Task brief:
For the listing below, report all lines that hold the word "EntityLoader".
(Supplied material begins)
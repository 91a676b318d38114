//! # Relata Testkit
//!
//! Test utilities for Relata.
//!
//! This crate provides:
//! - Sample entities and database fixtures
//! - Property-based test generators using proptest
//! - Log capture for tests
//!
//! ## Usage
//!
//! ```rust
//! use relata_testkit::prelude::*;
//!
//! with_test_db(|db| {
//!     let mut em = db.create_entity_manager().unwrap();
//!     em.begin().unwrap();
//!     em.persist(&member(1, "Alice")).unwrap();
//!     em.commit().unwrap();
//! });
//! ```

#![deny(unsafe_code)]
#![warn(missing_docs)]

pub mod fixtures;
pub mod generators;
pub mod logging;

/// Prelude module for convenient imports
pub mod prelude {
    pub use crate::fixtures::*;
    pub use crate::generators::*;
    pub use crate::logging::*;
}

pub use fixtures::*;
pub use generators::*;
pub use logging::*;
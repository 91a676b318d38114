//! Adapters between tracked entities and generated statements.

use crate::entity::{Entity, EntityObject};
use crate::error::{CoreError, CoreResult};
use crate::executor::StatementExecutor;
use crate::metadata::{EntityMetadata, IdGeneration};
use crate::sql;
use relata_codec::{SqlValue, Value};
use relata_storage::{Connection, Row};
use std::any::Any;
use std::sync::Arc;
use tracing::warn;

/// Inserts entities.
#[derive(Clone)]
pub struct EntityPersister {
    executor: Arc<dyn StatementExecutor>,
}

impl EntityPersister {
    /// Creates a persister.
    pub fn new(executor: Arc<dyn StatementExecutor>) -> Self {
        Self { executor }
    }

    /// Inserts `entity` and returns the key the database generated.
    ///
    /// When the identifier is generated and still null, the generated key
    /// is written back onto the entity.
    pub fn insert(
        &self,
        conn: &mut dyn Connection,
        entity: &dyn EntityObject,
        metadata: &EntityMetadata,
    ) -> CoreResult<Option<Value>> {
        let statement = sql::insert_statement(metadata, &*entity.read())?;
        let generated = self.executor.execute_insert(conn, &statement)?;

        let identifier = metadata.identifier();
        if identifier.generation() == IdGeneration::Generated {
            if let Some(key) = &generated {
                let mut guard = entity.write();
                if identifier.get_value(&*guard)?.is_null() {
                    identifier.set_value(&mut *guard, key.clone())?;
                }
            }
        }
        Ok(generated)
    }
}

/// Updates entities.
#[derive(Clone)]
pub struct EntityUpdater {
    executor: Arc<dyn StatementExecutor>,
}

impl EntityUpdater {
    /// Creates an updater.
    pub fn new(executor: Arc<dyn StatementExecutor>) -> Self {
        Self { executor }
    }

    /// Writes the current state of `entity` to the row tracked under `id`.
    ///
    /// Returns every attribute value as read when the statement was built.
    pub fn update(
        &self,
        conn: &mut dyn Connection,
        entity: &dyn EntityObject,
        metadata: &EntityMetadata,
        id: Value,
    ) -> CoreResult<Box<[Value]>> {
        let (statement, values) = {
            let guard = entity.read();
            (
                sql::update_statement(metadata, &*guard, id)?,
                metadata.snapshot(&*guard)?,
            )
        };

        if let Some(statement) = statement {
            let affected = self.executor.execute_update(conn, &statement)?;
            if affected == 0 {
                warn!(
                    entity = metadata.entity_name(),
                    sql = statement.sql(),
                    "update matched no row"
                );
            }
        }
        Ok(values)
    }

    /// Parameters the UPDATE of `entity` under `id` would bind.
    pub fn extract_update_values(
        metadata: &EntityMetadata,
        entity: &dyn Any,
        id: Value,
    ) -> CoreResult<Vec<Value>> {
        sql::update_values(metadata, entity, id)
    }
}

/// Deletes entities.
#[derive(Clone)]
pub struct EntityDeleter {
    executor: Arc<dyn StatementExecutor>,
}

impl EntityDeleter {
    /// Creates a deleter.
    pub fn new(executor: Arc<dyn StatementExecutor>) -> Self {
        Self { executor }
    }

    /// Deletes the row tracked under `id` and returns the affected row count.
    pub fn delete(
        &self,
        conn: &mut dyn Connection,
        metadata: &EntityMetadata,
        id: Value,
    ) -> CoreResult<u64> {
        if id.is_null() {
            return Err(CoreError::invalid_key(format!(
                "cannot delete {} without an identifier",
                metadata.entity_name()
            )));
        }
        let statement = sql::delete_statement(metadata, id);
        self.executor.execute_update(conn, &statement)
    }
}

/// Reads entities.
#[derive(Clone)]
pub struct EntityLoader {
    executor: Arc<dyn StatementExecutor>,
}

impl EntityLoader {
    /// Creates a loader.
    pub fn new(executor: Arc<dyn StatementExecutor>) -> Self {
        Self { executor }
    }

    /// Loads the row with identifier `id`.
    pub fn load<T: Entity>(
        &self,
        conn: &mut dyn Connection,
        metadata: &EntityMetadata,
        id: &Value,
    ) -> CoreResult<Option<T>> {
        let statement = sql::select_by_id_statement(metadata, id.clone());
        let rows = self.executor.execute_query(conn, &statement)?;
        match rows.row(0) {
            Some(row) => self.hydrate(metadata, &row).map(Some),
            None => Ok(None),
        }
    }

    /// Decodes the identifier column of `row`.
    pub fn row_id(&self, metadata: &EntityMetadata, row: &Row<'_>) -> CoreResult<Value> {
        let identifier = metadata.identifier();
        self.executor.decode(
            identifier.attribute_type(),
            column(row, identifier.column_name())?,
        )
    }

    /// Builds an entity from a row holding its identifier and attribute
    /// columns.
    pub fn hydrate<T: Entity>(&self, metadata: &EntityMetadata, row: &Row<'_>) -> CoreResult<T> {
        let mut entity = T::default();
        let id = self.row_id(metadata, row)?;
        metadata.identifier().set_value(&mut entity, id)?;
        for attribute in metadata.attributes() {
            let value = self.executor.decode(
                attribute.attribute_type(),
                column(row, attribute.column_name())?,
            )?;
            attribute.set_value(&mut entity, value)?;
        }
        Ok(entity)
    }
}

fn column(row: &Row<'_>, name: &str) -> CoreResult<SqlValue> {
    row.get(name)
        .cloned()
        .ok_or_else(|| CoreError::invalid_metadata(format!("result has no column {name}")))
}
(Supplied material ends)
Your response:
pub struct EntityLoader {
impl EntityLoader {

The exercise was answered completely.